Nuwaubian manor goes up for auction
Morris News Service in Augusta Chronicle/August 18, 2005
By Joe Johnson
Athens, Ga. -- The mansion's rank odor is as foul as the
unspeakable deeds done there when occupied by a religious sect
leader now serving a 137-year prison sentence on federal child
molestation and racketeering charges.
Yet at least a half-dozen people showed up to inspect the
palatial nine-bedroom house at 155 Mansfield Court in west Athens
once owned by Dwight "Malachi" York. The U.S. Marshals Service is
auctioning the house, one of two properties seized after Mr.
York's conviction in January 2004.
No one has lived in the mansion for three years, since Mr.
York's arrest in May 2002.
Two prospective buyers who inspected the property Friday - Brad
Stephens, a Duluth home builder, and David Felt, an Athens
attorney - were considering a bid as partners to repair the
mansion and resell it for a profit.
The size of the 8,309-square-foot house might scare away buyers
more than the stigma of its previous owner, Mr. Stephens said.
"I build $500,000 spec houses, but this place makes me a little
nervous - it's just so big," he said. "How would you use up all
this space?"
Mr.
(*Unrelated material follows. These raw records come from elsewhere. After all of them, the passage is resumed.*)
//! Backend Operation Types
//!
//! Typed arguments for every operation reachable through the action table,
//! plus the uniform response envelope returned to HTTP callers.

use serde::Serialize;
use serde_json::Value;

/// Retcode used when request parameters cannot form a valid call.
pub const RETCODE_BAD_PARAMS: i32 = 100;

/// Retcode used when the backend has no live session.
pub const RETCODE_OFFLINE: i32 = 102;

/// Retcode used for unknown actions.
pub const RETCODE_UNKNOWN_ACTION: i32 = 404;

/// Retcode used when the rate limiter rejects a dispatch.
pub const RETCODE_RATE_LIMITED: i32 = 429;

/// Message content as supplied by the caller.
#[derive(Debug, Clone, PartialEq)]
pub enum MessageContent {
    /// Plain text, possibly containing inline CQ codes.
    Text(String),
    /// Structured message segments (a JSON array or object).
    Segments(Value),
}

/// One invocation of a backend operation with its parsed arguments.
#[derive(Debug, Clone, PartialEq)]
pub enum Action {
    GetLoginInfo,
    GetFriendList,
    GetGroupList {
        no_cache: bool,
    },
    GetGroupInfo {
        group_id: i64,
    },
    GetGroupMemberList {
        group_id: i64,
        no_cache: bool,
    },
    GetGroupMemberInfo {
        group_id: i64,
        user_id: i64,
    },
    SendPrivateMessage {
        user_id: i64,
        message: MessageContent,
        auto_escape: bool,
    },
    SendGroupMessage {
        group_id: i64,
        message: MessageContent,
        auto_escape: bool,
    },
    SendGroupForwardMessage {
        group_id: i64,
        messages: Value,
    },
    DeleteMessage {
        message_id: i32,
    },
    ProcessFriendRequest {
        flag: String,
        approve: bool,
    },
    ProcessGroupRequest {
        flag: String,
        sub_type: String,
        reason: String,
        approve: bool,
    },
    SetGroupCard {
        group_id: i64,
        user_id: i64,
        card: String,
    },
    SetGroupSpecialTitle {
        group_id: i64,
        user_id: i64,
        special_title: String,
    },
    SetGroupKick {
        group_id: i64,
        user_id: i64,
        message: String,
    },
    SetGroupBan {
        group_id: i64,
        user_id: i64,
        duration: u32,
    },
    SetGroupWholeBan {
        group_id: i64,
        enable: bool,
    },
    SetGroupName {
        group_id: i64,
        group_name: String,
    },
    SetGroupAdmin {
        group_id: i64,
        user_id: i64,
        enable: bool,
    },
    SendGroupNotice {
        group_id: i64,
        content: String,
    },
    SetGroupLeave {
        group_id: i64,
    },
    GetImage {
        file: String,
    },
    GetForwardMessage {
        message_id: String,
    },
    GetGroupMessage {
        message_id: i32,
    },
    GetGroupHonorInfo {
        group_id: i64,
        honor_type: String,
    },
    CanSendImage,
    CanSendRecord,
    GetStatus,
    GetVersionInfo,
    ReloadEventFilter,
    GetVipInfo {
        user_id: i64,
    },
    GetStrangerInfo {
        user_id: i64,
    },
    SetGroupPortrait {
        group_id: i64,
        file: String,
        cache: String,
    },
    HandleQuickOperation {
        context: Value,
        operation: Value,
    },
    OcrImage {
        image: String,
    },
    GetWordSlices {
        content: String,
    },
}

/// Envelope status field.
#[derive(Debug, Clone, Copy, PartialEq, Eq, Serialize)]
#[serde(rename_all = "lowercase")]
pub enum ResponseStatus {
    Ok,
    Failed,
}

/// Uniform success/failure envelope returned for every dispatched action.
///
/// Callers must inspect `status`/`retcode`; the HTTP status is 200 either way.
#[derive(Debug, Clone, PartialEq, Serialize)]
pub struct ActionResponse {
    pub status: ResponseStatus,
    pub retcode: i32,
    pub data: Value,
    #[serde(skip_serializing_if = "Option::is_none")]
    pub msg: Option<String>,
}

impl ActionResponse {
    /// Successful result carrying `data`.
    pub const fn ok(data: Value) -> Self {
        Self {
            status: ResponseStatus::Ok,
            retcode: 0,
            data,
            msg: None,
        }
    }

    /// Failure with the given retcode and no data.
    pub const fn failed(retcode: i32) -> Self {
        Self {
            status: ResponseStatus::Failed,
            retcode,
            data: Value::Null,
            msg: None,
        }
    }

    /// Attach a human-readable message.
    #[must_use]
    pub fn with_msg(mut self, msg: impl Into<String>) -> Self {
        self.msg = Some(msg.into());
        self
    }

    pub fn is_ok(&self) -> bool {
        self.status == ResponseStatus::Ok
    }
}

#[cfg(test)]
mod tests {
    use super::*;
    use serde_json::json;

    #[test]
    fn failed_envelope_shape() {
        let body = serde_json::to_value(ActionResponse::failed(RETCODE_UNKNOWN_ACTION)).unwrap();
        assert_eq!(
            body,
            json!({"status": "failed", "retcode": 404, "data": null})
        );
    }

    #[test]
    fn ok_envelope_with_message() {
        let resp = ActionResponse::ok(json!({"user_id": 1})).with_msg("done");
        assert!(resp.is_ok());
        let body = serde_json::to_value(resp).unwrap();
        assert_eq!(body["retcode"], 0);
        assert_eq!(body["status"], "ok");
        assert_eq!(body["msg"], "done");
        assert_eq!(body["data"]["user_id"], 1);
    }
}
Felt agreed that finding a buyer might be difficult.
"You'd need to find someone famous, like an Atlanta
professional athlete who wants to be on MTV Cribs," the
real-estate attorney said.
The property includes 6 bathrooms and a three-car garage in the
main house, along with a guest house and a swimming pool with pool
house.
As mansions come, it is a definite fixer-upper, with peeling
wallpaper, unhinged interior doors, unkempt landscaping and the
pervasive odor of mildew.
The minimum bid in the online auction, which closed Wednesday
at 3 p.m., was $420,000. As of late Tuesday afternoon, auctioneers
had only two bids, the latest a $445,000 offer for the house Mr.
York bought in 1998 for $528,000. According to the Marshals
Service, the house is assessed at $840,000.
Mr. York, a native of Brooklyn, N.Y., started the sect the
United Nuwaubian Nation of Moors in New York City in the late
1960s. The group moved to Georgia in 1993, with about 500 of Mr.
York's followers settling on a 476-acre compound in Eatonton.
In addition to the Mansfield Court property, Mr. York bought
the former Ideal Amusements building on West Broad Street in
Athens for $385,000.
The government also seized the Eatonton compound, valued at
about $1 million, and sold it in June to an undisclosed buyer.
According to authorities, Mr. York regularly had sex with more
than a dozen children at both sites.
Mr. York, now 60, was convicted in January 2004 in U.S.
District Court in Macon on charges of conspiracy, racketeering,
transporting minors for unlawful sex and tax evasion, among other
crimes. He is in a special housing unit of the federal prison in
Leavenworth, Kan.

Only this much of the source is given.